Troisième leçon : Les Rifains cherchent État-providence désespérément. Le séisme est un indicateur, grandeur nature, de l’état de santé du secteur immobilier. À Imzouren, le spectacle de bâtisses fissurées et d’autres, mitoyennes, réduites en amas de pierres - les responsables n’ont cessé de le réitérer - est dû au non respect des normes antisismiques, pourtant en vigueur. Difficile d’évaluer les vies qui auraient pu être épargnées par un contrôle plus strict des normes de construction. Les gens se sentent mal barrés.
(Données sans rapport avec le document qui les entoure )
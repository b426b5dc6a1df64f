use nt_core::{ScoreBreakdown, StoryCluster};
use nt_feed::FeedPage;

pub fn feed_page(page: &FeedPage) -> String {
    let kind = if page.is_personalized { "Personalized" } else { "Trending" };
    let mut out = format!(
        "{} feed: {} items (offset {}, total {}{})\n",
        kind,
        page.items.len(),
        page.offset,
        page.total,
        if page.has_more { ", more available" } else { "" }
    );

    for (i, item) in page.items.iter().enumerate() {
        let article = &item.article;
        out.push_str(&format!(
            "{:>3}. [{:>7.2}] {} ({} / {}, {})\n",
            page.offset + i + 1,
            item.score,
            title_or_id(&article.title, &article.id),
            article.source_id,
            article.category_id,
            article.published_at.format("%Y-%m-%d %H:%M")
        ));
        if let Some(breakdown) = &item.breakdown {
            out.push_str(&format!("       {}\n", breakdown_line(breakdown)));
        }
    }
    out
}

fn breakdown_line(b: &ScoreBreakdown) -> String {
    format!(
        "source {:.1} | author {:.1} | category {:.1} | interest {:.1} | recency {:.1} | engagement {:.1} | diversity {:.1}",
        b.followed_source,
        b.followed_author,
        b.followed_category,
        b.category_interest,
        b.recency,
        b.engagement,
        b.diversity
    )
}

pub fn clusters(clusters: &[StoryCluster]) -> String {
    let mut out = String::new();
    for (i, cluster) in clusters.iter().enumerate() {
        let primary = &cluster.primary;
        out.push_str(&format!(
            "#{} {} [{}]\n",
            i + 1,
            title_or_id(&primary.title, &primary.id),
            primary.source_id
        ));
        for related in &cluster.related {
            out.push_str(&format!(
                "   - {} [{}]\n",
                title_or_id(&related.title, &related.id),
                related.source_id
            ));
        }
    }
    out
}

fn title_or_id<'a>(title: &'a str, id: &'a str) -> &'a str {
    if title.trim().is_empty() {
        id
    } else {
        title
    }
}
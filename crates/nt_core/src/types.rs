use chrono::{DateTime, Utc};
use serde::{Deserialize, Serialize};
use std::collections::{HashMap, HashSet};

pub type ArticleId = String;
pub type SourceId = String;
pub type CategoryId = String;

#[derive(Debug, Clone, PartialEq, Serialize, Deserialize)]
pub struct Article {
    pub id: ArticleId,
    #[serde(default)]
    pub title: String,
    pub source_id: SourceId,
    pub category_id: CategoryId,
    #[serde(default)]
    pub author: Option<String>,
    pub published_at: DateTime<Utc>,
    #[serde(default)]
    pub view_count: u64,
    #[serde(default)]
    pub like_count: u64,
    #[serde(default)]
    pub bookmark_count: u64,
}

impl Article {
    /// Weighted engagement: views + 3 * likes + 2 * bookmarks.
    pub fn raw_engagement(&self) -> u64 {
        self.view_count
            .saturating_add(self.like_count.saturating_mul(3))
            .saturating_add(self.bookmark_count.saturating_mul(2))
    }
}

/// Interest signals for one user, rebuilt on every request.
#[derive(Debug, Clone, Default, Serialize, Deserialize)]
pub struct UserProfile {
    pub followed_sources: HashSet<SourceId>,
    pub followed_authors: HashSet<String>,
    pub followed_categories: HashSet<CategoryId>,
    /// Per-category interest in `[0, 1]`.
    pub category_interest: HashMap<CategoryId, f64>,
    /// Articles read recently; excluded from candidate pools.
    pub recently_read: HashSet<ArticleId>,
}

impl UserProfile {
    /// A profile with nothing to personalize on. Recent reads alone do not count.
    pub fn is_empty(&self) -> bool {
        self.followed_sources.is_empty()
            && self.followed_authors.is_empty()
            && self.followed_categories.is_empty()
            && self.category_interest.is_empty()
    }

    pub fn interest_in(&self, category_id: &str) -> f64 {
        self.category_interest.get(category_id).copied().unwrap_or(0.0)
    }
}

/// Reading behaviour for one category over a trailing window.
#[derive(Debug, Clone, Copy, Default, PartialEq, Serialize, Deserialize)]
pub struct CategoryReadingAggregate {
    pub read_count: u64,
    pub total_time_seconds: f64,
    pub avg_scroll_depth_percent: f64,
}

/// Per-factor contributions to a relevance score.
///
/// `diversity` is the (non-positive) adjustment applied after ranking, so
/// `total()` always matches the score it was recorded for.
#[derive(Debug, Clone, Copy, Default, PartialEq, Serialize, Deserialize)]
pub struct ScoreBreakdown {
    pub followed_source: f64,
    pub followed_author: f64,
    pub followed_category: f64,
    pub category_interest: f64,
    pub recency: f64,
    pub engagement: f64,
    pub diversity: f64,
}

impl ScoreBreakdown {
    pub fn base_total(&self) -> f64 {
        self.followed_source
            + self.followed_author
            + self.followed_category
            + self.category_interest
            + self.recency
            + self.engagement
    }

    pub fn total(&self) -> f64 {
        self.base_total() + self.diversity
    }
}

#[derive(Debug, Clone, Serialize, Deserialize)]
pub struct ScoredArticle {
    pub article: Article,
    pub score: f64,
    #[serde(default, skip_serializing_if = "Option::is_none")]
    pub breakdown: Option<ScoreBreakdown>,
    pub is_personalized: bool,
}

impl ScoredArticle {
    pub fn personalized(article: Article, breakdown: ScoreBreakdown) -> Self {
        Self {
            article,
            score: breakdown.total(),
            breakdown: Some(breakdown),
            is_personalized: true,
        }
    }

    pub fn unranked(article: Article) -> Self {
        Self {
            article,
            score: 0.0,
            breakdown: None,
            is_personalized: false,
        }
    }
}

/// The same story as reported by several distinct sources.
#[derive(Debug, Clone, Serialize, Deserialize)]
pub struct StoryCluster {
    pub primary: Article,
    pub related: Vec<Article>,
}

impl StoryCluster {
    pub fn new(primary: Article) -> Self {
        Self {
            primary,
            related: Vec::new(),
        }
    }

    pub fn len(&self) -> usize {
        1 + self.related.len()
    }

    pub fn is_singleton(&self) -> bool {
        self.related.is_empty()
    }

    pub fn articles(&self) -> impl Iterator<Item = &Article> {
        std::iter::once(&self.primary).chain(self.related.iter())
    }
}
use std::collections::HashSet;
use super::NormalizedTitle;

/// Jaccard similarity of the two titles' token sets, in `[0, 1]`.
///
/// Repeated tokens count once. An empty title is similar to nothing, itself included.
pub fn similarity(a: &NormalizedTitle, b: &NormalizedTitle) -> f64 {
    if a.is_empty() || b.is_empty() {
        return 0.0;
    }

    let set_a: HashSet<&str> = a.tokens().iter().map(String::as_str).collect();
    let set_b: HashSet<&str> = b.tokens().iter().map(String::as_str).collect();

    let intersection = set_a.intersection(&set_b).count();
    let union = set_a.len() + set_b.len() - intersection;

    intersection as f64 / union as f64
}
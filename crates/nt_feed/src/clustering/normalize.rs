use serde::Serialize;

/// Input is cut to this many characters before tokenizing.
pub const MAX_TITLE_CHARS: usize = 500;
/// At most this many tokens are kept per title.
pub const MAX_TOKENS: usize = 50;
/// Tokens this short (in characters) or shorter are dropped.
pub const MIN_TOKEN_CHARS: usize = 3;

/// A title reduced to its meaningful lowercase tokens, in original order.
#[derive(Debug, Clone, Default, PartialEq, Eq, Serialize)]
pub struct NormalizedTitle {
    tokens: Vec<String>,
}

impl NormalizedTitle {
    pub fn new(title: &str) -> Self {
        let bounded: String = title.chars().take(MAX_TITLE_CHARS).collect();
        let cleaned: String = bounded
            .to_lowercase()
            .chars()
            .filter(|c| is_word_char(*c) || c.is_whitespace())
            .collect();

        let tokens = cleaned
            .split_whitespace()
            .filter(|token| token.chars().count() > MIN_TOKEN_CHARS)
            .filter(|token| !is_stop_word(token))
            .take(MAX_TOKENS)
            .map(str::to_string)
            .collect();

        Self { tokens }
    }

    pub fn from_optional(title: Option<&str>) -> Self {
        title.map(Self::new).unwrap_or_default()
    }

    pub fn tokens(&self) -> &[String] {
        &self.tokens
    }

    pub fn len(&self) -> usize {
        self.tokens.len()
    }

    pub fn is_empty(&self) -> bool {
        self.tokens.is_empty()
    }
}

impl From<&str> for NormalizedTitle {
    fn from(title: &str) -> Self {
        Self::new(title)
    }
}

fn is_word_char(c: char) -> bool {
    c.is_alphanumeric() || c == '_'
}

/// English function words plus headline boilerplate that says nothing about the story.
pub fn is_stop_word(word: &str) -> bool {
    matches!(
        word,
        "the" | "and" | "or" | "but" | "in" | "on" | "at" | "to" | "for" | "of" | "with" | "by" |
        "a" | "an" | "is" | "are" | "was" | "were" | "be" | "been" | "being" | "have" | "has" |
        "had" | "having" | "do" | "does" | "did" | "doing" | "will" | "would" | "could" |
        "should" | "may" | "might" | "must" | "can" | "this" | "that" | "these" | "those" |
        "about" | "above" | "after" | "again" | "against" | "also" | "amid" | "because" |
        "before" | "below" | "between" | "both" | "down" | "during" | "each" | "from" |
        "further" | "here" | "into" | "just" | "more" | "most" | "once" | "only" | "other" |
        "over" | "same" | "some" | "such" | "than" | "their" | "them" | "then" | "there" |
        "they" | "through" | "under" | "until" | "upon" | "very" | "what" | "when" | "where" |
        "which" | "while" | "who" | "whom" | "whose" | "your" | "yours" | "ours" | "theirs" |
        "news" | "report" | "reports" | "reported" | "breaking" | "update" | "updates" |
        "updated" | "latest" | "live" | "exclusive" | "watch" | "video" | "photos" | "today" |
        "says" | "said" | "sees" | "according"
    )
}
//! In-crate fakes for the collaborator traits.

use std::collections::{HashMap, HashSet};
use std::sync::Mutex;
use async_trait::async_trait;
use chrono::{DateTime, Duration, Utc};
use nt_core::{
    Article, ArticleId, ArticleStore, CategoryId, CategoryReadingAggregate, Error, Result,
    SourceId, UserSignalStore,
};
use crate::trending::{rank_trending, DEFAULT_WINDOW_DAYS};

pub fn now() -> DateTime<Utc> {
    DateTime::parse_from_rfc3339("2024-05-01T12:00:00Z")
        .unwrap()
        .with_timezone(&Utc)
}

pub fn article(id: &str, source: &str, category: &str, hours_old: i64) -> Article {
    Article {
        id: id.to_string(),
        title: format!("Story {id}"),
        source_id: source.to_string(),
        category_id: category.to_string(),
        author: None,
        published_at: now() - Duration::hours(hours_old),
        view_count: 10,
        like_count: 0,
        bookmark_count: 0,
    }
}

pub struct StaticArticles {
    articles: Vec<Article>,
    honour_exclusions: bool,
}

impl StaticArticles {
    pub fn new(articles: Vec<Article>) -> Self {
        Self {
            articles,
            honour_exclusions: true,
        }
    }

    fn trending(&self) -> Vec<Article> {
        rank_trending(&self.articles, now(), Duration::days(DEFAULT_WINDOW_DAYS.into()))
    }

    /// Simulates a store that returns already-read articles anyway.
    pub fn ignoring_exclusions(mut self) -> Self {
        self.honour_exclusions = false;
        self
    }
}

#[async_trait]
impl ArticleStore for StaticArticles {
    async fn fetch_candidates(&self, limit: usize, exclude_ids: &HashSet<ArticleId>) -> Result<Vec<Article>> {
        let mut articles: Vec<Article> = self
            .articles
            .iter()
            .filter(|a| !self.honour_exclusions || !exclude_ids.contains(&a.id))
            .cloned()
            .collect();
        articles.sort_by(|a, b| b.published_at.cmp(&a.published_at));
        articles.truncate(limit);
        Ok(articles)
    }

    async fn fetch_trending(&self, limit: usize, offset: usize) -> Result<Vec<Article>> {
        Ok(self.trending().into_iter().skip(offset).take(limit).collect())
    }

    async fn count_published(&self) -> Result<usize> {
        Ok(self.articles.len())
    }

    async fn count_trending(&self) -> Result<usize> {
        Ok(self.trending().len())
    }
}

#[derive(Default)]
pub struct StaticSignals {
    sources: HashMap<String, HashSet<SourceId>>,
    authors: HashMap<String, HashSet<String>>,
    categories: HashMap<String, HashSet<CategoryId>>,
    aggregates: HashMap<String, HashMap<CategoryId, CategoryReadingAggregate>>,
    recent: HashMap<String, HashSet<ArticleId>>,
    failing: bool,
    windows: Mutex<Vec<u32>>,
}

impl StaticSignals {
    pub fn failing() -> Self {
        Self {
            failing: true,
            ..Default::default()
        }
    }

    pub fn with_source(mut self, user: &str, source: &str) -> Self {
        self.sources.entry(user.to_string()).or_default().insert(source.to_string());
        self
    }

    pub fn with_author(mut self, user: &str, author: &str) -> Self {
        self.authors.entry(user.to_string()).or_default().insert(author.to_string());
        self
    }

    pub fn with_category(mut self, user: &str, category: &str) -> Self {
        self.categories.entry(user.to_string()).or_default().insert(category.to_string());
        self
    }

    pub fn with_aggregate(mut self, user: &str, category: &str, aggregate: CategoryReadingAggregate) -> Self {
        self.aggregates
            .entry(user.to_string())
            .or_default()
            .insert(category.to_string(), aggregate);
        self
    }

    pub fn with_recent_read(mut self, user: &str, article_id: &str) -> Self {
        self.recent.entry(user.to_string()).or_default().insert(article_id.to_string());
        self
    }

    pub fn requested_windows(&self) -> Vec<u32> {
        self.windows.lock().unwrap().clone()
    }

    fn check(&self) -> Result<()> {
        if self.failing {
            return Err(Error::Storage("signal store unavailable".to_string()));
        }
        Ok(())
    }
}

fn lookup<T: Clone + Default>(map: &HashMap<String, T>, user_id: &str) -> T {
    map.get(user_id).cloned().unwrap_or_default()
}

#[async_trait]
impl UserSignalStore for StaticSignals {
    async fn followed_sources(&self, user_id: &str) -> Result<HashSet<SourceId>> {
        self.check()?;
        Ok(lookup(&self.sources, user_id))
    }

    async fn followed_authors(&self, user_id: &str) -> Result<HashSet<String>> {
        self.check()?;
        Ok(lookup(&self.authors, user_id))
    }

    async fn followed_categories(&self, user_id: &str) -> Result<HashSet<CategoryId>> {
        self.check()?;
        Ok(lookup(&self.categories, user_id))
    }

    async fn category_reading_aggregates(
        &self,
        user_id: &str,
        window_days: u32,
    ) -> Result<HashMap<CategoryId, CategoryReadingAggregate>> {
        self.check()?;
        self.windows.lock().unwrap().push(window_days);
        Ok(lookup(&self.aggregates, user_id))
    }

    async fn recently_read_ids(&self, user_id: &str, window_days: u32) -> Result<HashSet<ArticleId>> {
        self.check()?;
        self.windows.lock().unwrap().push(window_days);
        Ok(lookup(&self.recent, user_id))
    }
}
Avec un État corrompu, qui ne veille même pas à contrôler les gros œuvres, des quartiers entiers sont menacés, pas seulement de tremblements de terre, mais d’effondrement pur et simple. Certes, une catastrophe naturelle prend tout le monde de court. Les secours ne peuvent pas tomber du ciel. Quoique, l’aide internationale a été déterminante. Mais au bout de quatre jours, les gens sans abri, sans aide, ont fini par manifester. Ils attendent de l’État un service public minimal. Un redoublement d’efforts en temps extraordinaires. Et l’État, rompu à la matraque à chaque sit-in, a répondu par la violence. Les gens auraient aimé avoir plus de médecins à leur écoute. Ils ont eu droit à plus de gendarmes pour leur intimer le silence. Le quiproquo est classique. Servir un État gendarme à une population qui demande un service public est désolant.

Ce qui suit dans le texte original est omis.